[AIM OF THE EXERCISE] If a line in the data below contains "Deserialize", copy it.

[RECORDS PROVIDED]
+---+

//! Menu tree → route tree.
//!
//! One recursive mapping: buttons are dropped together with their subtree,
//! everything else becomes a [`RouteDefinition`] with defaulted meta and a
//! statically resolved view. An unknown view is recorded and leaves that one
//! route without a component.

use crate::menu::MenuNode;

use super::views::{ViewId, ViewRegistry};
use super::{RouteDefinition, RouteError, RouteMeta};

const LAYOUT_COMPONENT: &str = "Layout";

/// Routes compiled from a menu forest, plus the nodes whose component could
/// not be resolved. Those nodes are still present in `routes` with no view.
#[derive(Debug, Clone, Default, PartialEq)]
pub struct CompiledMenus {
    pub routes: Vec<RouteDefinition>,
    pub unresolved: Vec<RouteError>,
}

/// Compile a permission-scoped menu forest, preserving sibling order.
///
/// The tree is trusted to be finite and acyclic; no deduplication is done.
pub fn compile_menus(menus: &[MenuNode]) -> CompiledMenus {
    let mut unresolved = Vec::new();
    let routes = compile_level(menus, &mut unresolved);
    CompiledMenus { routes, unresolved }
}

fn compile_level(menus: &[MenuNode], unresolved: &mut Vec<RouteError>) -> Vec<RouteDefinition> {
    menus
        .iter()
        .filter_map(|menu| compile_node(menu, unresolved))
        .collect()
}

fn compile_node(menu: &MenuNode, unresolved: &mut Vec<RouteError>) -> Option<RouteDefinition> {
    if menu.is_button() {
        return None;
    }

    let meta = RouteMeta {
        title: menu.meta.title.clone().or_else(|| Some(menu.name.clone())),
        icon: menu.meta.icon.clone(),
        hidden: menu.meta.hidden.unwrap_or(false),
        keep_alive: menu.meta.keep_alive.unwrap_or(false),
        permission: menu.meta.permission.clone(),
        requires_auth: false,
    };

    let component = match menu.component.as_deref().filter(|c| !c.is_empty()) {
        Some(declared) => match resolve_component(&menu.name, declared) {
            Ok(view) => Some(view),
            Err(e) => {
                unresolved.push(e);
                None
            }
        },
        None => None,
    };

    let children = compile_level(&menu.children, unresolved);

    Some(RouteDefinition {
        path: menu.path.clone(),
        name: menu.name.clone(),
        component,
        redirect: menu.redirect.clone(),
        meta,
        children,
    })
}

/// Resolve a declared component string to a view.
///
/// `Layout` wins over everything; otherwise the bare name (prefix and `.vue`
/// stripped) is looked up by logical name, then by module file stem.
pub fn resolve_component(route: &str, declared: &str) -> Result<ViewId, RouteError> {
    if declared == LAYOUT_COMPONENT {
        return Ok(ViewId::Layout);
    }

    let bare = bare_component_name(declared);
    ViewRegistry::by_logical_name(bare)
        .or_else(|| ViewRegistry::by_module_stem(bare))
        .ok_or_else(|| RouteError::UnknownView {
            route: route.to_string(),
            component: declared.to_string(),
        })
}

fn bare_component_name(declared: &str) -> &str {
    let name = declared.rsplit('/').next().unwrap_or(declared);
    name.strip_suffix(".vue").unwrap_or(name)
}
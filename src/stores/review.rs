use serde::{Deserialize, Serialize};
use serde_json::Value;

use crate::api::{ListField, ListPage, RecordId, REVIEWS};
use crate::error::ConsoleResult;
use crate::http::ApiClient;

use super::{logged, ResourceStore};

#[derive(Debug, Clone, Default, PartialEq, Serialize, Deserialize)]
pub struct ReviewStats {
    #[serde(default)]
    pub total: u64,
    #[serde(default)]
    pub pending: u64,
    #[serde(default)]
    pub approved: u64,
    #[serde(default)]
    pub rejected: u64,
    #[serde(default)]
    pub need_revision: u64,
    #[serde(default)]
    pub avg_rating: f64,
    #[serde(default)]
    pub approval_rate: f64,
}

/// Test case reviews, their comments and the review templates
pub struct ReviewStore {
    pub records: ResourceStore,
    stats: ReviewStats,
    templates: Vec<Value>,
    comments: Vec<Value>,
}

impl ReviewStore {
    pub fn new(client: ApiClient) -> Self {
        Self {
            records: ResourceStore::new(client, REVIEWS),
            stats: ReviewStats::default(),
            templates: Vec::new(),
            comments: Vec::new(),
        }
    }

    pub fn stats(&self) -> &ReviewStats {
        &self.stats
    }

    pub fn templates(&self) -> &[Value] {
        &self.templates
    }

    pub fn comments(&self) -> &[Value] {
        &self.comments
    }

    fn client(&self) -> &ApiClient {
        self.records.api().client()
    }

    fn path(&self, suffix: &str) -> String {
        self.records.api().path(suffix)
    }

    pub async fn fetch_testcase_reviews(&self, testcase_id: RecordId) -> ConsoleResult<Vec<Value>> {
        let result: ConsoleResult<Value> = self.client().get(&self.path(&format!("/testcase/{}", testcase_id))).await;
        let page: ListPage = logged(
            self.records.label(),
            "fetch test case reviews",
            result.and_then(|data| ListPage::from_data(data, ListField::List)),
        )?;
        Ok(page.items)
    }

    pub async fn batch_create(&self, body: &Value) -> ConsoleResult<Value> {
        logged(self.records.label(), "batch create", self.client().post(&self.path("/batch"), body).await)
    }

    pub async fn ai_review(&self, body: &Value) -> ConsoleResult<Value> {
        logged(self.records.label(), "ai review", self.client().post(&self.path("/ai-review"), body).await)
    }

    /// AI review without saving the result
    pub async fn ai_review_preview(&self, body: &Value) -> ConsoleResult<Value> {
        logged(self.records.label(), "ai review preview", self.client().post(&self.path("/ai-review-preview"), body).await)
    }

    pub async fn fetch_comments(&mut self, review_id: RecordId) -> ConsoleResult<Vec<Value>> {
        let result = self.client().get(&self.path(&format!("/{}/comments", review_id))).await;
        let comments: Vec<Value> = logged(self.records.label(), "fetch comments", result)?;
        self.comments = comments.clone();
        Ok(comments)
    }

    pub async fn add_comment(&self, review_id: RecordId, body: &Value) -> ConsoleResult<Value> {
        let result = self.client().post(&self.path(&format!("/{}/comments", review_id)), body).await;
        logged(self.records.label(), "add comment", result)
    }

    pub async fn delete_comment(&self, comment_id: RecordId) -> ConsoleResult<()> {
        let result = self.client().delete(&self.path(&format!("/comments/{}", comment_id))).await;
        logged(self.records.label(), "delete comment", result).map(|_| ())
    }

    pub async fn fetch_templates(&mut self) -> ConsoleResult<Vec<Value>> {
        let result = self.client().get(&self.path("/templates")).await;
        let templates: Vec<Value> = logged(self.records.label(), "fetch templates", result)?;
        self.templates = templates.clone();
        Ok(templates)
    }

    pub async fn fetch_template(&self, id: RecordId) -> ConsoleResult<Value> {
        let result = self.client().get(&self.path(&format!("/templates/{}", id))).await;
        logged(self.records.label(), "fetch template", result)
    }

    pub async fn create_template(&self, body: &Value) -> ConsoleResult<Value> {
        logged(self.records.label(), "create template", self.client().post(&self.path("/templates"), body).await)
    }

    pub async fn update_template(&self, id: RecordId, body: &Value) -> ConsoleResult<Value> {
        let result = self.client().put(&self.path(&format!("/templates/{}", id)), body).await;
        logged(self.records.label(), "update template", result)
    }

    pub async fn delete_template(&self, id: RecordId) -> ConsoleResult<()> {
        let result = self.client().delete(&self.path(&format!("/templates/{}", id))).await;
        logged(self.records.label(), "delete template", result).map(|_| ())
    }

    pub async fn fetch_stats(&mut self) -> ConsoleResult<ReviewStats> {
        let result = self.client().get(&self.path("/stats")).await;
        let stats: ReviewStats = logged(self.records.label(), "fetch stats", result)?;
        self.stats = stats.clone();
        Ok(stats)
    }
}
use clap::Parser;
use tcg_console::cli::Cli;
use tcg_console::config::config;
use tracing_subscriber::EnvFilter;

#[tokio::main]
async fn main() -> anyhow::Result<()> {
    dotenvy::dotenv().ok();

    let filter = EnvFilter::try_from_default_env().unwrap_or_else(|_| EnvFilter::new(&config().logging.filter));
    tracing_subscriber::fmt().with_env_filter(filter).with_writer(std::io::stderr).init();

    let cli = Cli::parse();

    if let Err(e) = tcg_console::cli::run(cli).await {
        match std::env::var("CLI_VERBOSE").as_deref() {
            Ok("true") | Ok("1") => eprintln!("Error: {e:?}"),
            _ => eprintln!("Error: {e}"),
        }
        std::process::exit(1);
    }

    Ok(())
}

+---+

[EXPECTED ANSWER]
use serde::{Deserialize, Serialize};
#[derive(Debug, Clone, Default, PartialEq, Serialize, Deserialize)]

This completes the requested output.